▶ [AIM OF THE EXERCISE]:
Write out each line of the entries exactly, starting at the first and finishing with the line that contains "token is presented.".

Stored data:
┄┄┄┄┄┄┄┄┄┄┄┄┄┄┄┄┄┄┄┄

use serde::Deserialize;

#[derive(Debug, Deserialize, Clone)]
pub struct SecurityConfig {
    /// Exact origins allowed by CORS, e.g. the mobile web build.
    #[serde(default = "crate::config::defaults::default_cors_allowed_origins")]
    pub cors_allowed_origins: Vec<String>,
    /// Serve `/metrics` only to loopback and private addresses unless the
    /// admin token is presented.
    #[serde(default = "crate::config::defaults::default_metrics_allow_private_only")]
    pub metrics_allow_private_only: bool,
    #[serde(
        default,
        deserialize_with = "crate::config::defaults::deserialize_optional_trimmed"
    )]
    pub metrics_admin_token: Option<String>,
    /// Consecutive failed logins per `email|ip` before a lockout.
    #[serde(default = "crate::config::defaults::default_login_max_failures")]
    pub login_max_failures: u32,
    #[serde(default = "crate::config::defaults::default_login_lockout_seconds")]
    pub login_lockout_seconds: u64,
    /// Backoff after the first failure; doubles per failure.
    #[serde(default = "crate::config::defaults::default_login_backoff_base_ms")]
    pub login_backoff_base_ms: u64,
}
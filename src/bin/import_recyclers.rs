//! Load recycler facilities from a JSON file into the database.
//!
//! ```sh
//! cargo run --bin import-recyclers -- data/recyclers.json
//! ```

use std::path::PathBuf;

use anyhow::Context;
use clap::Parser;
use growloop_backend::application::{check_import, import_recyclers, parse_import_document};
use growloop_backend::config::AppConfig;
use growloop_backend::infrastructure::db::{create_pool, run_migrations};
use growloop_backend::infrastructure::repositories::RecyclerRepositoryImpl;
use growloop_backend::observability::init_tracing;
use tracing::info;

/// `import-recyclers` command arguments.
#[derive(Debug, Parser)]
#[command(
    name = "import-recyclers",
    about = "Import recycler facilities from a JSON array",
    version
)]
struct CliArgs {
    /// JSON file holding an array of facility records.
    #[arg(value_name = "file")]
    input: PathBuf,
    /// Validate records without writing to the database.
    #[arg(long)]
    dry_run: bool,
    /// Skip applying pending migrations before importing.
    #[arg(long)]
    skip_migrations: bool,
}

#[tokio::main]
async fn main() -> anyhow::Result<()> {
    dotenvy::dotenv().ok();
    let args = CliArgs::parse();

    let config = AppConfig::from_env().context("failed to load application configuration")?;
    init_tracing(&config.logging);

    let raw = tokio::fs::read_to_string(&args.input)
        .await
        .with_context(|| format!("failed to read {}", args.input.display()))?;
    let records = parse_import_document(&raw)?;
    info!(file = %args.input.display(), records = records.len(), "import file parsed");

    let summary = if args.dry_run {
        check_import(records)
    } else {
        let pool = create_pool(&config.database)
            .await
            .context("failed to create database pool")?;
        if !args.skip_migrations {
            run_migrations(&pool)
                .await
                .context("database migrations failed")?;
        }
        let repo = RecyclerRepositoryImpl::new(pool);
        import_recyclers(&repo, records).await?
    };

    info!(
        inserted = summary.inserted,
        skipped = summary.skipped,
        dry_run = args.dry_run,
        "recycler import finished"
    );
    Ok(())
}
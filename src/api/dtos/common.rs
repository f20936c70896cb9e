use serde::Serialize;
use utoipa::ToSchema;

/// Success envelope shared by every `/api` endpoint.
#[derive(Debug, Serialize)]
pub struct ApiResponse<T> {
    pub success: bool,
    pub message: String,
    pub data: Option<T>,
}

impl<T: Serialize> ApiResponse<T> {
    pub fn ok(message: impl Into<String>, data: T) -> Self {
        Self {
            success: true,
            message: message.into(),
            data: Some(data),
        }
    }
}

/// Error envelope, as rendered by `AppError`.
#[derive(Debug, Serialize, ToSchema)]
pub struct ErrorResponse {
    /// Always `false`
    pub success: bool,
    /// Human-readable error message
    pub message: String,
    /// Always `null`
    #[schema(value_type = Object, nullable)]
    pub data: Option<serde_json::Value>,
    /// Machine-readable code such as `NOT_FOUND` or `VALIDATION_ERROR`
    pub code: String,
    /// Per-field problems, only for validation failures
    pub details: Option<Vec<ValidationIssueDoc>>,
}

#[derive(Debug, Serialize, ToSchema)]
pub struct ValidationIssueDoc {
    pub field: String,
    pub message: String,
    pub code: String,
}
//! Fixed-capacity bit buffers for block encoding and decoding.
//!
//! [`BlockBuffer`] wraps a caller-owned byte slice and hosts the two sample
//! streams of a block while it is being written:
//!
//! ```text
//! ┌──────────┬─────────────────────┬─────────────┬─────────────────────┐
//! │  header  │ timestamps ──────▶  │    free     │  ◀────── values     │
//! └──────────┴─────────────────────┴─────────────┴─────────────────────┘
//! ```
//!
//! Timestamps grow forward from the end of the reserved header region and
//! values grow backward from the end of the slice, so neither stream needs a
//! size estimate up front. Sealing moves the value stream next to the
//! timestamp stream, leaving a compact block at the front of the slice.
//!
//! [`BitReader`] is the read side: a bounds-checked cursor over an
//! MSB-first bit stream.

use crate::block::header::{StreamRange, HEADER_SIZE};
use crate::error::{CodecError, Corruption, Result};
use bitvec::prelude::*;

/// Destination for MSB-first bit output.
pub trait BitSink {
    /// Appends the low `count` bits of `value`, most significant first.
    ///
    /// Implementations either write all `count` bits or none and return
    /// [`CodecError::Overflow`].
    fn write_bits(&mut self, value: u64, count: u32) -> Result<()>;

    /// Appends a single bit.
    fn write_bit(&mut self, bit: bool) -> Result<()> {
        self.write_bits(u64::from(bit), 1)
    }
}

/// Growable sink, used to exercise the codecs without a block.
impl BitSink for BitVec<u8, Msb0> {
    fn write_bits(&mut self, value: u64, count: u32) -> Result<()> {
        for i in (0..count).rev() {
            self.push((value >> i) & 1 == 1);
        }
        Ok(())
    }
}

/// The two sample streams of a block.
#[derive(Debug, Clone, Copy, PartialEq, Eq)]
pub enum Stream {
    /// Delta-of-delta encoded timestamps.
    Timestamps,
    /// XOR encoded values.
    Values,
}

/// Saved stream positions, see [`BlockBuffer::mark`].
#[derive(Debug, Clone, Copy, PartialEq, Eq)]
pub struct Mark {
    ts_bits: usize,
    val_bits: usize,
}

/// Fixed-capacity write buffer for one block.
#[derive(Debug)]
pub struct BlockBuffer<'a> {
    data: &'a mut [u8],
    ts_bits: usize,
    val_bits: usize,
    sealed: Option<(StreamRange, StreamRange)>,
}

impl<'a> BlockBuffer<'a> {
    /// Wraps `data`, reserving its first [`HEADER_SIZE`] bytes for the header.
    ///
    /// # Errors
    ///
    /// Returns `CapacityTooSmall` if `data` cannot hold the header and
    /// `CapacityTooLarge` if it cannot be addressed with 32-bit offsets.
    pub fn new(data: &'a mut [u8]) -> Result<Self> {
        check_capacity(data.len())?;
        Ok(Self {
            data,
            ts_bits: 0,
            val_bits: 0,
            sealed: None,
        })
    }

    /// Total size of the underlying slice in bytes.
    pub fn capacity(&self) -> usize {
        self.data.len()
    }

    /// Number of bits written to `stream`.
    pub fn stream_bits(&self, stream: Stream) -> usize {
        match stream {
            Stream::Timestamps => self.ts_bits,
            Stream::Values => self.val_bits,
        }
    }

    /// Size of the block in bytes if it were sealed now.
    pub fn used(&self) -> usize {
        HEADER_SIZE + self.ts_bits.div_ceil(8) + self.val_bits.div_ceil(8)
    }

    /// Whole bytes not claimed by the header or either stream.
    pub fn remaining(&self) -> usize {
        self.capacity() - self.used()
    }

    /// Returns `true` once [`seal`](Self::seal) has run.
    pub fn is_sealed(&self) -> bool {
        self.sealed.is_some()
    }

    /// Returns `true` if `count` more bits fit into `stream`.
    pub fn fits(&self, stream: Stream, count: u32) -> bool {
        if self.sealed.is_some() {
            return false;
        }
        let count = count as usize;
        let (ts_bits, val_bits) = match stream {
            Stream::Timestamps => (self.ts_bits + count, self.val_bits),
            Stream::Values => (self.ts_bits, self.val_bits + count),
        };
        ts_bits.div_ceil(8) + val_bits.div_ceil(8) <= self.capacity() - HEADER_SIZE
    }

    /// Records the current stream positions.
    pub fn mark(&self) -> Mark {
        Mark {
            ts_bits: self.ts_bits,
            val_bits: self.val_bits,
        }
    }

    /// Discards everything written after `mark`.
    ///
    /// Bits past the cursors are overwritten by later writes and cleared on
    /// seal, so only the cursors need restoring.
    pub fn rollback(&mut self, mark: Mark) {
        debug_assert!(self.sealed.is_none(), "rollback after seal");
        self.ts_bits = mark.ts_bits;
        self.val_bits = mark.val_bits;
    }

    /// Appends the low `count` bits of `value` to `stream`.
    ///
    /// # Errors
    ///
    /// Returns `Overflow` without writing anything if the bits do not fit or
    /// the buffer is sealed.
    pub fn write_bits(&mut self, stream: Stream, value: u64, count: u32) -> Result<()> {
        if !self.fits(stream, count) {
            return Err(CodecError::Overflow);
        }

        let bits = self.data.view_bits_mut::<Msb0>();
        let end = bits.len();
        for i in 0..count {
            let bit = (value >> (count - 1 - i)) & 1 == 1;
            let index = match stream {
                Stream::Timestamps => HEADER_SIZE * 8 + self.ts_bits + i as usize,
                // Value stream bit n lives at bit n from the end of the slice
                Stream::Values => end - 1 - (self.val_bits + i as usize),
            };
            bits.set(index, bit);
        }

        match stream {
            Stream::Timestamps => self.ts_bits += count as usize,
            Stream::Values => self.val_bits += count as usize,
        }
        Ok(())
    }

    /// Returns a [`BitSink`] appending to `stream`.
    pub fn sink(&mut self, stream: Stream) -> StreamSink<'_, 'a> {
        StreamSink {
            buffer: self,
            stream,
        }
    }

    /// Compacts the streams into their final layout and returns their byte
    /// ranges (timestamps, values).
    ///
    /// Padding bits are zeroed and the value stream is turned into forward
    /// order directly after the timestamp stream. Calling `seal` again
    /// returns the same ranges without touching the data.
    pub fn seal(&mut self) -> (StreamRange, StreamRange) {
        if let Some(ranges) = self.sealed {
            return ranges;
        }

        let capacity = self.data.len();
        let ts_len = self.ts_bits.div_ceil(8);
        let val_len = self.val_bits.div_ceil(8);

        let bits = self.data.view_bits_mut::<Msb0>();
        let ts_start = HEADER_SIZE * 8;
        bits[ts_start + self.ts_bits..ts_start + ts_len * 8].fill(false);

        let tail = &mut bits[(capacity - val_len) * 8..];
        tail.reverse();
        tail[self.val_bits..].fill(false);

        let ts_end = HEADER_SIZE + ts_len;
        self.data.copy_within(capacity - val_len..capacity, ts_end);

        let ranges = (
            StreamRange::new(HEADER_SIZE as u32, ts_len as u32),
            StreamRange::new(ts_end as u32, val_len as u32),
        );
        self.sealed = Some(ranges);
        ranges
    }

    /// The block bytes: header plus streams. Only meaningful after sealing.
    pub fn block(&self) -> &[u8] {
        &self.data[..self.used()]
    }

    /// Mutable view of the block bytes, used to write the header on seal.
    pub fn block_mut(&mut self) -> &mut [u8] {
        let used = self.used();
        &mut self.data[..used]
    }

    /// Releases the underlying slice, truncated to the block bytes.
    pub fn into_block(self) -> &'a [u8] {
        let used = self.used();
        let data: &'a [u8] = self.data;
        &data[..used]
    }
}

/// Largest buffer whose stream offsets fit the header's `u32` fields.
const MAX_CAPACITY: usize = u32::MAX as usize;

fn check_capacity(len: usize) -> Result<()> {
    if len < HEADER_SIZE {
        return Err(CodecError::CapacityTooSmall {
            required: HEADER_SIZE,
            actual: len,
        });
    }
    if len > MAX_CAPACITY {
        return Err(CodecError::CapacityTooLarge {
            max: MAX_CAPACITY,
            actual: len,
        });
    }
    Ok(())
}

/// [`BitSink`] for one stream of a [`BlockBuffer`].
#[derive(Debug)]
pub struct StreamSink<'b, 'a> {
    buffer: &'b mut BlockBuffer<'a>,
    stream: Stream,
}

impl BitSink for StreamSink<'_, '_> {
    fn write_bits(&mut self, value: u64, count: u32) -> Result<()> {
        self.buffer.write_bits(self.stream, value, count)
    }
}

/// Bounds-checked MSB-first bit cursor.
#[derive(Debug, Clone)]
pub struct BitReader<'a> {
    bits: &'a BitSlice<u8, Msb0>,
    pos: usize,
}

impl<'a> BitReader<'a> {
    /// Creates a reader over whole bytes.
    pub fn new(bytes: &'a [u8]) -> Self {
        Self::from_bits(bytes.view_bits::<Msb0>())
    }

    /// Creates a reader over an exact bit slice.
    pub fn from_bits(bits: &'a BitSlice<u8, Msb0>) -> Self {
        Self { bits, pos: 0 }
    }

    /// Current bit position.
    pub fn position(&self) -> usize {
        self.pos
    }

    /// Bits left to read.
    pub fn remaining(&self) -> usize {
        self.bits.len() - self.pos
    }

    /// Moves the cursor back to the first bit.
    pub fn rewind(&mut self) {
        self.pos = 0;
    }

    /// Reads one bit.
    ///
    /// # Errors
    ///
    /// Returns `Corrupt(Truncated)` at the end of the stream.
    pub fn read_bit(&mut self) -> Result<bool> {
        if self.pos >= self.bits.len() {
            return Err(Corruption::Truncated.into());
        }
        let bit = self.bits[self.pos];
        self.pos += 1;
        Ok(bit)
    }

    /// Reads `count` bits (at most 64) as an unsigned integer, most
    /// significant first.
    ///
    /// # Errors
    ///
    /// Returns `Corrupt(Truncated)` without moving the cursor if fewer than
    /// `count` bits remain.
    pub fn read_bits(&mut self, count: u32) -> Result<u64> {
        debug_assert!(count <= 64);
        let count = count as usize;
        if count > self.remaining() {
            return Err(Corruption::Truncated.into());
        }
        let mut value: u64 = 0;
        for bit in self.bits[self.pos..self.pos + count].iter().by_vals() {
            value = (value << 1) | u64::from(bit);
        }
        self.pos += count;
        Ok(value)
    }
}
//! Fixed-capacity compressed blocks of time series samples.
//!
//! A block holds the samples of a single series. The first sample is stored
//! verbatim in the header; the rest are Gorilla-encoded into two bit streams,
//! one for timestamps (delta-of-delta) and one for values (XOR).
//!
//! ## Block Layout
//!
//! ```text
//! ┌─────────────────────────────────────────────────────────────┐
//! │  Header (56 bytes)                                           │
//! │  - Magic "SKBL", version, series id, sample count            │
//! │  - Timestamp / value stream offsets and lengths              │
//! │  - Reference timestamp and value bits, CRC32                 │
//! ├─────────────────────────────────────────────────────────────┤
//! │  Timestamp stream (byte aligned)                             │
//! ├─────────────────────────────────────────────────────────────┤
//! │  Value stream (byte aligned)                                 │
//! └─────────────────────────────────────────────────────────────┘
//! ```
//!
//! # Example
//!
//! ```rust
//! use skulk_block::block::{max_block_size, DataBlockReader, DataBlockWriter};
//!
//! let mut buf = vec![0u8; max_block_size(3)];
//! let mut writer = DataBlockWriter::new(42, &mut buf).unwrap();
//! writer.put(1000, 1.5).unwrap();
//! writer.put(1010, 1.5).unwrap();
//! writer.put(1020, 2.0).unwrap();
//! let block = writer.finish();
//!
//! let reader = DataBlockReader::new(block).unwrap();
//! let samples: Vec<_> = reader.collect::<Result<_, _>>().unwrap();
//! assert_eq!(samples, vec![(1000, 1.5), (1010, 1.5), (1020, 2.0)]);
//! ```

pub mod buffer;
pub mod chunk;
pub mod gorilla;
pub mod header;
pub mod reader;
pub mod writer;

pub use buffer::{BitReader, BitSink, BlockBuffer, Stream};
pub use chunk::UncompressedChunk;
pub use gorilla::{CodecState, TimestampCodec, ValueCodec};
pub use header::{BlockHeader, StreamRange, HEADER_SIZE};
pub use reader::{DataBlockReader, ReaderConfig};
pub use writer::{DataBlockWriter, WriterConfig};

/// Opaque key of the series a block belongs to.
pub type SeriesId = u64;

/// Sample timestamp. Units are chosen by the caller.
pub type Timestamp = i64;

/// One decoded `(timestamp, value)` pair.
pub type Sample = (Timestamp, f64);

/// Largest number of bits a single timestamp can take in the stream.
pub const MAX_TIMESTAMP_BITS: usize = 5 + 64;

/// Largest number of bits a single value can take in the stream.
pub const MAX_VALUE_BITS: usize = 2 + 6 + 6 + 64;

/// Returns a buffer size that is guaranteed to hold `samples` samples of any
/// content.
///
/// The first sample lives in the header, so only the remaining ones are
/// charged the worst-case stream cost.
pub fn max_block_size(samples: usize) -> usize {
    let encoded = samples.saturating_sub(1);
    HEADER_SIZE
        + (encoded * MAX_TIMESTAMP_BITS).div_ceil(8)
        + (encoded * MAX_VALUE_BITS).div_ceil(8)
}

┄┄┄┄┄┄┄┄┄┄┄┄┄┄┄┄┄┄┄┄

▶ [RESPONSE TO THIS EXERCISE]:
use serde::Deserialize;

#[derive(Debug, Deserialize, Clone)]
pub struct SecurityConfig {
    /// Exact origins allowed by CORS, e.g. the mobile web build.
    #[serde(default = "crate::config::defaults::default_cors_allowed_origins")]
    pub cors_allowed_origins: Vec<String>,
    /// Serve `/metrics` only to loopback and private addresses unless the
    /// admin token is presented.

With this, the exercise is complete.